**EXERCISE AIM**
Could you reproduce, word for word, everything below from the line containing "remembering the last" down to the line containing "if let Ok(mut", with both of those lines included and no others?

((

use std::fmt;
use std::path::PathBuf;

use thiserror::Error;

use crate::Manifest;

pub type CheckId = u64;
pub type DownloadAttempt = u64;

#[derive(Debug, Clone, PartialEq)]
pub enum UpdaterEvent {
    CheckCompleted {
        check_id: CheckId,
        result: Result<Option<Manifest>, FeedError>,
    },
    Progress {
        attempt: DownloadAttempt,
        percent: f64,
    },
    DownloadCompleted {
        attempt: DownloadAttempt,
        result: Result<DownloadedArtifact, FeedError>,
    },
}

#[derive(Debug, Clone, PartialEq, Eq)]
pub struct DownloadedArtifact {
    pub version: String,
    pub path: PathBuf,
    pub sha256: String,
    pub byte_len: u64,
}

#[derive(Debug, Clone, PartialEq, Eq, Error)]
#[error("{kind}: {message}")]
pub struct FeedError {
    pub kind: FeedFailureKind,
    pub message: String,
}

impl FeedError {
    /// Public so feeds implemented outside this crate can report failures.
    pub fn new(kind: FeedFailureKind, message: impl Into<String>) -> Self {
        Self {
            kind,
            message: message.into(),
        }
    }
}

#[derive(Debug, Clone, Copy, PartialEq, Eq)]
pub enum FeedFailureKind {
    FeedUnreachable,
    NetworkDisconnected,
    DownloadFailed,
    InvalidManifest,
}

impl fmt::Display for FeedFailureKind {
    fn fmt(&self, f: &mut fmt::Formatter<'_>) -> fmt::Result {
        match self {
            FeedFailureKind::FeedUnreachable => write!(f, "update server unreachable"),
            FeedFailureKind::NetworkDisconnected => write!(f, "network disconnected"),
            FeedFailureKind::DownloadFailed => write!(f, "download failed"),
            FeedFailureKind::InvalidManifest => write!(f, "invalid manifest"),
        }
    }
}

))
((

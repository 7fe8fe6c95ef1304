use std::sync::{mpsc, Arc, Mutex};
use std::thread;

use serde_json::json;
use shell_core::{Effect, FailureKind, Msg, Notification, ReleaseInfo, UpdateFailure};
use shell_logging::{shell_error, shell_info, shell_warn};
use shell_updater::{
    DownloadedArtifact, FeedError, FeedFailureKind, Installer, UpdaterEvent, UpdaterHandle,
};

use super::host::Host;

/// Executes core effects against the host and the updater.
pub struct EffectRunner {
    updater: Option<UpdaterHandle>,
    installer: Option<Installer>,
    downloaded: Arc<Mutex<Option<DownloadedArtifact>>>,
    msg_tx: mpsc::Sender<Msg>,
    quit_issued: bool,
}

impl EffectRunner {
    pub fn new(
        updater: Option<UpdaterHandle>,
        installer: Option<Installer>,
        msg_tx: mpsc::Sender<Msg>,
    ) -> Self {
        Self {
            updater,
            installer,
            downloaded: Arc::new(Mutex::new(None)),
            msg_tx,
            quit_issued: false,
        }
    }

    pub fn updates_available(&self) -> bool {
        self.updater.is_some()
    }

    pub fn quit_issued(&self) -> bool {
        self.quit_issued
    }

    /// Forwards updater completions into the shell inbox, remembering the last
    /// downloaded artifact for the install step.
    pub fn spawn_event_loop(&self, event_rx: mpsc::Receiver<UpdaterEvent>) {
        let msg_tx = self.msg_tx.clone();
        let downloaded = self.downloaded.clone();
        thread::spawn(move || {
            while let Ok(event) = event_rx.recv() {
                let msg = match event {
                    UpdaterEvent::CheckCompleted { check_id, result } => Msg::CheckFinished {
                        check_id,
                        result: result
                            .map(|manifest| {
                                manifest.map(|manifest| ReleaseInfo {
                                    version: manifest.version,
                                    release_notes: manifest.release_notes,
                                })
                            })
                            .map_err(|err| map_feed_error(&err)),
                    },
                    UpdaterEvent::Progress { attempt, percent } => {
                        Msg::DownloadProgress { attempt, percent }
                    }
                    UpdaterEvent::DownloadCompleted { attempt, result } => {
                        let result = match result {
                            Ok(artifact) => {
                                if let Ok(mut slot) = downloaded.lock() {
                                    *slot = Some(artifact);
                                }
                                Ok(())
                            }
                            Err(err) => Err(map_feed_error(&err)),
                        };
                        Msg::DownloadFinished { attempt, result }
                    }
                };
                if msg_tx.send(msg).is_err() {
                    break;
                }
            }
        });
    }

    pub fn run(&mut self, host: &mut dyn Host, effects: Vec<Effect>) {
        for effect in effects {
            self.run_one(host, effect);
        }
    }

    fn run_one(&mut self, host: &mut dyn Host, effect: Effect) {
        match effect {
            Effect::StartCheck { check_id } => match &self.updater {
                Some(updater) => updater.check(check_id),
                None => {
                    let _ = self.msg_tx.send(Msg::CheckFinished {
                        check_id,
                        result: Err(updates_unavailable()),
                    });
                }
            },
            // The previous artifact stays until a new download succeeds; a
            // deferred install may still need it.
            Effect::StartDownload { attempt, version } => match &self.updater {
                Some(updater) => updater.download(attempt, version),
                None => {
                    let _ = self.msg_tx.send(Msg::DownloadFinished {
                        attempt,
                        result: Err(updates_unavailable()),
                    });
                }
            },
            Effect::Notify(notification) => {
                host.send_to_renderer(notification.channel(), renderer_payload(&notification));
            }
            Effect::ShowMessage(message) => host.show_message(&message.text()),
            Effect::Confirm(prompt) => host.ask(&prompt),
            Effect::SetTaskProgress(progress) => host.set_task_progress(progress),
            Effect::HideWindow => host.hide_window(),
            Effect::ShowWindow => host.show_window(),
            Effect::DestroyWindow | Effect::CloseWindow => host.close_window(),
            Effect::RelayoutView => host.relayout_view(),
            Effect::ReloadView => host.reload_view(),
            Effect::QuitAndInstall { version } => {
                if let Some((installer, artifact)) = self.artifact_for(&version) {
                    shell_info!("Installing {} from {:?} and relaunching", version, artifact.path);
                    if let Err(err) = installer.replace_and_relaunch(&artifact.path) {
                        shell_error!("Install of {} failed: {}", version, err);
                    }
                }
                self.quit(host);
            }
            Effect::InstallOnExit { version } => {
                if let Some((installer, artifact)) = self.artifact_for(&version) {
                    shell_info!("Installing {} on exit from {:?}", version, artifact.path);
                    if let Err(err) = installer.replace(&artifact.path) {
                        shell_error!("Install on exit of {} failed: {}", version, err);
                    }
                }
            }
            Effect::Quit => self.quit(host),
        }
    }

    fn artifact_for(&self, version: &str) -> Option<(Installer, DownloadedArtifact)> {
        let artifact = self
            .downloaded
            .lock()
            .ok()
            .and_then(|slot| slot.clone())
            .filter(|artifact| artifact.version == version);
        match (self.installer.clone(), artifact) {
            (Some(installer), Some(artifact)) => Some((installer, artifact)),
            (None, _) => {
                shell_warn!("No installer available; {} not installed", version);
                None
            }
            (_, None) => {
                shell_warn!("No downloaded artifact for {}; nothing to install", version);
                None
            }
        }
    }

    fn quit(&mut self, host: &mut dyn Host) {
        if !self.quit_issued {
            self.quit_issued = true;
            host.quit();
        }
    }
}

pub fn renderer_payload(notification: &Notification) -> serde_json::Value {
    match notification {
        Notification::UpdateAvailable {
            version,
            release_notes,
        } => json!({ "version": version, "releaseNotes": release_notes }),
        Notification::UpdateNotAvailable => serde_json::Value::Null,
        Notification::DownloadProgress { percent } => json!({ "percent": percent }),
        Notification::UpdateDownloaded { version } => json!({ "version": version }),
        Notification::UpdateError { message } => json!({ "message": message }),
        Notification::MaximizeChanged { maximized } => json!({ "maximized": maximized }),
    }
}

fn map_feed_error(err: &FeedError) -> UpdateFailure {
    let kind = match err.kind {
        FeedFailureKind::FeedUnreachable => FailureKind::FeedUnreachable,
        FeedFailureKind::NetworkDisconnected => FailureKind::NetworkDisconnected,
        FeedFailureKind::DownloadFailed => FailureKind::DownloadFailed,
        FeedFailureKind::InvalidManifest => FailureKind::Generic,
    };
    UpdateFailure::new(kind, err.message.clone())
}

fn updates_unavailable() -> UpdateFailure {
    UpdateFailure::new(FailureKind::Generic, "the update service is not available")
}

))

**OUTPUT FOR THIS TASK**
    /// Forwards updater completions into the shell inbox, remembering the last
    /// downloaded artifact for the install step.
    pub fn spawn_event_loop(&self, event_rx: mpsc::Receiver<UpdaterEvent>) {
        let msg_tx = self.msg_tx.clone();
        let downloaded = self.downloaded.clone();
        thread::spawn(move || {
            while let Ok(event) = event_rx.recv() {
                let msg = match event {
                    UpdaterEvent::CheckCompleted { check_id, result } => Msg::CheckFinished {
                        check_id,
                        result: result
                            .map(|manifest| {
                                manifest.map(|manifest| ReleaseInfo {
                                    version: manifest.version,
                                    release_notes: manifest.release_notes,
                                })
                            })
                            .map_err(|err| map_feed_error(&err)),
                    },
                    UpdaterEvent::Progress { attempt, percent } => {
                        Msg::DownloadProgress { attempt, percent }
                    }
                    UpdaterEvent::DownloadCompleted { attempt, result } => {
                        let result = match result {
                            Ok(artifact) => {
                                if let Ok(mut slot) = downloaded.lock() {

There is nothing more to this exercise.